People might not know, but Chernobyl was never actually shutdown. The reactor that blew up was obviously shutdown, but the entire plant kept operating for decades after the disaster.
Chernobyls relevance to tmi of course superficial.
I only knew this because the Russians seized it for a time when they invaded.
They’ll do just anything to avoid implementing the obvious and proven solution.
Obviously they are in the pockets of big data.
What is the obvious and proven solution?
Renewables, of course.
I thought that nuclear was largely considered to be green energy?
Not by people who actually know what they’re talking about.
Can you educate me?
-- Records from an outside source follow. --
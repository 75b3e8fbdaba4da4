//! Contest ownership tracker.
//!
//! Library crate exposing all modules for use by integration tests
//! and the binary entry point.

pub mod cache;
pub mod clock;
pub mod config;
pub mod leverage;
pub mod sources;
pub mod stacks;
pub mod storage;
pub mod tracker;
pub mod trends;
pub mod types;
My father was a nuclear engineer so I have a bias.
The waste problem, which is usually handwaved away, is not just not solved, but there’s no solution in sight in any place but Finland. And even there the delays keep piling up.
Nuclear reactors depend on uranium mining. Uranium is a finite resource and mining it is particularly dirty business. All the technologies that are touted for creating a sustainable fuel cycle either aren’t commercially viable or don’t exist at all like Thorium.
Then there’s the commercial angle. All current nuclear projects in Western countries are wildly over budget and face huge delays. At the same time renewables are getting ever cheaper. Any nuclear reactor built today will never be profitable.
Finally there’s proliferation. Countries like Pakistan, Iran or North Korea having nukes is enough to give anyone nightmares. The more nuclear reactors there are, the more difficult it becomes to keep track of the stuff. How many more North Koreas do we want?
This is just a quick top of my head summary. There’s so much more.